+++ Extracted entries

//! Pure text normalization and pattern extraction.

use std::collections::BTreeSet;

use chrono::{DateTime, Datelike, NaiveDate, NaiveDateTime, TimeZone, Utc};
use once_cell::sync::Lazy;
use regex::Regex;
use sha2::{Digest, Sha256};
use url::Url;

/// Query keys containing any of these substrings are dropped by [`normalize_url`].
pub const TRACKING_PARAM_MARKERS: &[&str] = &["utm_", "fbclid", "ref", "source", "trk"];

pub const SKILL_VOCABULARY: &[&str] = &[
    "Rust",
    "Solidity",
    "Python",
    "TypeScript",
    "React",
    "Next.js",
    "Go",
    "C++",
    "Move",
    "Cairo",
    "Vyper",
    "ZK",
    "Zero Knowledge",
    "DeFi",
    "NFT",
    "DAO",
    "Smart Contract",
    "Frontend",
    "Backend",
    "Fullstack",
    "Mobile",
    "iOS",
    "Android",
];

// "Base" is left out: it collides with too much ordinary prose.
pub const CHAIN_VOCABULARY: &[&str] = &[
    "Ethereum",
    "Solana",
    "Arbitrum",
    "Optimism",
    "Polygon",
    "Sui",
    "Aptos",
    "Berachain",
    "Monad",
    "Starknet",
    "zkSync",
    "Avalanche",
    "Cosmos",
    "Celestia",
    "BNB",
];

const DEADLINE_LABEL: &str = r"(?:deadline|closing|apply by|ends|until)";

static DEADLINE_ISO: Lazy<Regex> = Lazy::new(|| {
    Regex::new(&format!(r"(?i){DEADLINE_LABEL}:?\s*(\d{{4}})-(\d{{2}})-(\d{{2}})"))
        .expect("valid deadline iso regex")
});
static DEADLINE_SLASH: Lazy<Regex> = Lazy::new(|| {
    Regex::new(&format!(r"(?i){DEADLINE_LABEL}:?\s*(\d{{1,2}})/(\d{{1,2}})/(\d{{4}})"))
        .expect("valid deadline slash regex")
});
static DEADLINE_MONTH_DAY: Lazy<Regex> = Lazy::new(|| {
    Regex::new(&format!(
        r"(?i){DEADLINE_LABEL}:?\s*([a-z]{{3,9}})\.?\s(\d{{1,2}})(?:st|nd|rd|th)?(?:,?\s?(\d{{4}}))?"
    ))
    .expect("valid deadline month-day regex")
});
static DEADLINE_DUE: Lazy<Regex> = Lazy::new(|| {
    Regex::new(r"(?i)due:?\s*([a-z]{3,9})\.?\s(\d{1,2})\b").expect("valid due-date regex")
});

static REWARD_PATTERNS: Lazy<Vec<Regex>> = Lazy::new(|| {
    [
        r"(?i)\$\d[\d,]*(?:\.\d+)?(?:[kmb]\b)?",
        r"(?i)\d[\d,]*(?:\.\d+)?\s?(?:USDC|USDT|ETH|SOL|BTC|tokens)\b",
        r"(?i)prize pool:?\s?\$?\d[\d,]*(?:\.\d+)?(?:[kmb]\b)?",
    ]
    .iter()
    .map(|pattern| Regex::new(pattern).expect("valid reward regex"))
    .collect()
});

/// Canonical URL form used as a uniqueness key.
///
/// Input that does not parse as an absolute URL with a host is returned unchanged.
pub fn normalize_url(raw: &str) -> String {
    let trimmed = raw.trim();
    if trimmed.is_empty() {
        return String::new();
    }
    let Ok(parsed) = Url::parse(trimmed) else {
        return raw.to_string();
    };
    let Some(host) = parsed.host_str() else {
        return raw.to_string();
    };

    let scheme = if parsed.scheme() == "http" { "http" } else { "https" };
    let host = host.to_ascii_lowercase();
    let mut host = host.as_str();
    while let Some(rest) = host.strip_prefix("www.") {
        if rest.is_empty() {
            break;
        }
        host = rest;
    }

    let default_port = if scheme == "http" { 80 } else { 443 };
    let port = parsed
        .port()
        .filter(|port| *port != default_port)
        .map(|port| format!(":{port}"))
        .unwrap_or_default();

    let path = parsed.path().trim_end_matches('/');

    let kept: Vec<&str> = parsed
        .query()
        .unwrap_or_default()
        .split('&')
        .filter(|pair| !pair.is_empty())
        .filter(|pair| {
            let key = pair.split('=').next().unwrap_or_default().to_ascii_lowercase();
            !TRACKING_PARAM_MARKERS
                .iter()
                .any(|marker| key.contains(marker))
        })
        .collect();

    let mut out = format!("{scheme}://{host}{port}{path}");
    if !kept.is_empty() {
        out.push('?');
        out.push_str(&kept.join("&"));
    }
    out
}

/// SHA-256 over lowercased ASCII alphanumerics. Empty text hashes to `""`.
pub fn content_hash(text: &str) -> String {
    let cleaned: String = text
        .chars()
        .filter(char::is_ascii_alphanumeric)
        .map(|c| c.to_ascii_lowercase())
        .collect();
    if cleaned.is_empty() {
        return String::new();
    }
    hex::encode(Sha256::digest(cleaned.as_bytes()))
}

pub fn extract_deadline(text: &str) -> Option<DateTime<Utc>> {
    extract_deadline_at(text, Utc::now().date_naive())
}

/// First labeled date in `text`, resolving year-less dates relative to `today`.
pub fn extract_deadline_at(text: &str, today: NaiveDate) -> Option<DateTime<Utc>> {
    if text.trim().is_empty() {
        return None;
    }

    if let Some(caps) = DEADLINE_ISO.captures(text) {
        let date = NaiveDate::from_ymd_opt(
            caps[1].parse().ok()?,
            caps[2].parse().ok()?,
            caps[3].parse().ok()?,
        );
        if let Some(date) = date {
            return Some(midnight_utc(date));
        }
    }

    if let Some(caps) = DEADLINE_SLASH.captures(text) {
        let month = caps[1].parse().ok();
        let day = caps[2].parse().ok();
        let year = caps[3].parse().ok();
        if let (Some(month), Some(day), Some(year)) = (month, day, year) {
            if let Some(date) = NaiveDate::from_ymd_opt(year, month, day) {
                return Some(midnight_utc(date));
            }
        }
    }

    for caps in DEADLINE_MONTH_DAY.captures_iter(text) {
        let year = caps.get(3).and_then(|m| m.as_str().parse().ok());
        if let Some(date) = month_day_date(&caps[1], &caps[2], year, today) {
            return Some(midnight_utc(date));
        }
    }

    for caps in DEADLINE_DUE.captures_iter(text) {
        if let Some(date) = month_day_date(&caps[1], &caps[2], None, today) {
            return Some(midnight_utc(date));
        }
    }

    None
}

fn month_day_date(month: &str, day: &str, year: Option<i32>, today: NaiveDate) -> Option<NaiveDate> {
    let month = month_number(month)?;
    let day: u32 = day.parse().ok()?;
    match year {
        Some(year) => NaiveDate::from_ymd_opt(year, month, day),
        None => {
            let this_year = NaiveDate::from_ymd_opt(today.year(), month, day);
            match this_year {
                Some(date) if date >= today => Some(date),
                _ => NaiveDate::from_ymd_opt(today.year() + 1, month, day),
            }
        }
    }
}

fn month_number(word: &str) -> Option<u32> {
    let lower = word.to_ascii_lowercase();
    let prefix = lower.get(..3)?;
    let month = match prefix {
        "jan" => 1,
        "feb" => 2,
        "mar" => 3,
        "apr" => 4,
        "may" => 5,
        "jun" => 6,
        "jul" => 7,
        "aug" => 8,
        "sep" => 9,
        "oct" => 10,
        "nov" => 11,
        "dec" => 12,
        _ => return None,
    };
    Some(month)
}

fn midnight_utc(date: NaiveDate) -> DateTime<Utc> {
    Utc.from_utc_datetime(&date.and_time(chrono::NaiveTime::MIN))
}

/// Lenient timestamp parsing for source payloads (RFC 3339, naive datetimes, plain dates).
pub fn parse_date_loose(raw: &str) -> Option<DateTime<Utc>> {
    let raw = raw.trim();
    if raw.is_empty() {
        return None;
    }
    if let Ok(ts) = DateTime::parse_from_rfc3339(raw) {
        return Some(ts.with_timezone(&Utc));
    }
    for fmt in ["%Y-%m-%dT%H:%M:%S%.f", "%Y-%m-%d %H:%M:%S"] {
        if let Ok(naive) = NaiveDateTime::parse_from_str(raw, fmt) {
            return Some(Utc.from_utc_datetime(&naive));
        }
    }
    for fmt in ["%Y-%m-%d", "%B %d, %Y", "%b %d, %Y", "%m/%d/%Y"] {
        if let Ok(date) = NaiveDate::parse_from_str(raw, fmt) {
            return Some(midnight_utc(date));
        }
    }
    None
}

/// First reward-looking amount, upper-cased. Patterns are tried in priority order.
pub fn extract_reward_pool(text: &str) -> Option<String> {
    REWARD_PATTERNS.iter().find_map(|pattern| {
        pattern
            .find(text)
            .map(|m| m.as_str().trim_end_matches(',').trim().to_uppercase())
    })
}

pub fn extract_skills(text: &str) -> BTreeSet<String> {
    let haystack = text.to_ascii_lowercase();
    SKILL_VOCABULARY
        .iter()
        .filter(|skill| find_whole_word(&haystack, &skill.to_ascii_lowercase()).is_some())
        .map(|skill| skill.to_string())
        .collect()
}

/// Earliest chain name mentioned in `text`.
pub fn extract_chain(text: &str) -> Option<String> {
    let haystack = text.to_ascii_lowercase();
    CHAIN_VOCABULARY
        .iter()
        .filter_map(|chain| {
            find_whole_word(&haystack, &chain.to_ascii_lowercase()).map(|pos| (pos, *chain))
        })
        .min_by_key(|(pos, _)| *pos)
        .map(|(_, chain)| chain.to_string())
}

/// Case-insensitive whole-word search.
pub fn contains_word(text: &str, needle: &str) -> bool {
    let needle = needle.trim().to_ascii_lowercase();
    !needle.is_empty() && find_whole_word(&text.to_ascii_lowercase(), &needle).is_some()
}

// Both arguments must already be ASCII-lowercased.
fn find_whole_word(haystack: &str, needle: &str) -> Option<usize> {
    if needle.is_empty() {
        return None;
    }
    let bytes = haystack.as_bytes();
    let mut from = 0;
    while let Some(offset) = haystack[from..].find(needle) {
        let start = from + offset;
        let end = start + needle.len();
        let before_ok = start == 0 || !bytes[start - 1].is_ascii_alphanumeric();
        let after_ok = end >= bytes.len() || !bytes[end].is_ascii_alphanumeric();
        if before_ok && after_ok {
            return Some(start);
        }
        from = start + haystack[start..].chars().next().map_or(1, char::len_utf8);
    }
    None
}

pub fn is_fresh(ts: DateTime<Utc>, cutoff_year: i32) -> bool {
    ts.year() >= cutoff_year
}

#[cfg(test)]
mod tests {
    use super::*;

    fn date(y: i32, m: u32, d: u32) -> DateTime<Utc> {
        midnight_utc(NaiveDate::from_ymd_opt(y, m, d).unwrap())
    }

    #[test]
    fn normalize_url_strips_tracking_and_www() {
        assert_eq!(
            normalize_url("https://WWW.Example.com/x/?utm_source=a&id=1"),
            "https://example.com/x?id=1"
        );
        assert_eq!(
            normalize_url("https://x.org/grant-for-defi-tooling/?utm_source=twitter"),
            "https://x.org/grant-for-defi-tooling"
        );
        assert_eq!(normalize_url("ftp://files.example.com/a#frag"), "https://files.example.com/a");
        assert_eq!(normalize_url("http://example.com:8080/"), "http://example.com:8080");
        assert_eq!(normalize_url("https://example.com/?ref=abc&fbclid=1&trk=2"), "https://example.com");
    }

    #[test]
    fn normalize_url_leaves_malformed_input_alone() {
        assert_eq!(normalize_url("not a url"), "not a url");
        assert_eq!(normalize_url("example.com/path"), "example.com/path");
        assert_eq!(normalize_url(""), "");
        assert_eq!(normalize_url("mailto:team@example.com"), "mailto:team@example.com");
    }

    #[test]
    fn content_hash_ignores_case_and_punctuation() {
        assert_eq!(content_hash("Grant for DeFi!"), content_hash("grant  for defi"));
        assert_eq!(content_hash(""), "");
        assert_eq!(content_hash("?!"), "");
        assert_eq!(content_hash("abc").len(), 64);
    }

    #[test]
    fn deadline_patterns_in_priority_order() {
        let today = NaiveDate::from_ymd_opt(2026, 5, 1).unwrap();
        assert_eq!(
            extract_deadline_at("Deadline: 2026-03-01. Apply now", today),
            Some(date(2026, 3, 1))
        );
        assert_eq!(
            extract_deadline_at("Apply by 07/04/2026", today),
            Some(date(2026, 7, 4))
        );
        assert_eq!(
            extract_deadline_at("Submissions closing: March 15, 2027", today),
            Some(date(2027, 3, 15))
        );
        assert_eq!(extract_deadline_at("no dates here", today), None);
    }

    #[test]
    fn yearless_deadline_rolls_forward_when_passed() {
        let today = NaiveDate::from_ymd_opt(2026, 5, 1).unwrap();
        assert_eq!(
            extract_deadline_at("Ends: June 10", today),
            Some(date(2026, 6, 10))
        );
        assert_eq!(
            extract_deadline_at("Proposals due March 3", today),
            Some(date(2027, 3, 3))
        );
    }

    #[test]
    fn unparseable_deadline_match_is_swallowed() {
        let today = NaiveDate::from_ymd_opt(2026, 5, 1).unwrap();
        assert_eq!(extract_deadline_at("deadline: 2026-13-45", today), None);
        assert_eq!(extract_deadline_at("ends: whenever 12", today), None);
    }

    #[test]
    fn loose_dates() {
        assert_eq!(parse_date_loose("2026-03-01"), Some(date(2026, 3, 1)));
        assert_eq!(parse_date_loose("2026-03-01T00:00:00Z"), Some(date(2026, 3, 1)));
        assert_eq!(parse_date_loose("March 1, 2026"), Some(date(2026, 3, 1)));
        assert_eq!(parse_date_loose("soon"), None);
    }

    #[test]
    fn reward_patterns() {
        assert_eq!(
            extract_reward_pool("Win up to $5,000 in prizes"),
            Some("$5,000".to_string())
        );
        assert_eq!(extract_reward_pool("pool of $1.5m total"), Some("$1.5M".to_string()));
        assert_eq!(extract_reward_pool("Earn 500 usdc"), Some("500 USDC".to_string()));
        assert_eq!(
            extract_reward_pool("Prize pool: 20000 for builders"),
            Some("PRIZE POOL: 20000".to_string())
        );
        assert_eq!(extract_reward_pool("rewards TBD"), None);
    }

    #[test]
    fn skills_match_whole_words_only() {
        let skills = extract_skills("We need Rust and C++ devs, bonus for Next.js; trust us, going fast");
        let expected: BTreeSet<String> = ["C++", "Next.js", "Rust"].iter().map(|s| s.to_string()).collect();
        assert_eq!(skills, expected);
        assert!(extract_skills("zkSync builders").is_empty());
    }

    #[test]
    fn chain_picks_earliest_mention() {
        assert_eq!(
            extract_chain("Build on Solana, later bridging to Ethereum"),
            Some("Solana".to_string())
        );
        assert_eq!(extract_chain("an ecosystem grant"), None);
        assert_eq!(extract_chain("SUI move hackathon"), Some("Sui".to_string()));
    }

    #[test]
    fn contains_word_respects_boundaries() {
        assert!(contains_word("Looking for a Solidity auditor", "solidity"));
        assert!(!contains_word("Gorilla design", "go"));
        assert!(!contains_word("anything", "  "));
    }

    #[test]
    fn freshness_cutoff_is_inclusive() {
        assert!(is_fresh(date(2026, 1, 1), 2026));
        assert!(!is_fresh(date(2025, 12, 31), 2026));
    }
}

++++++

Copy, from the material above, each line in which the string "Ethereum" occurs.

    "Ethereum",
            extract_chain("Build on Solana, later bridging to Ethereum"),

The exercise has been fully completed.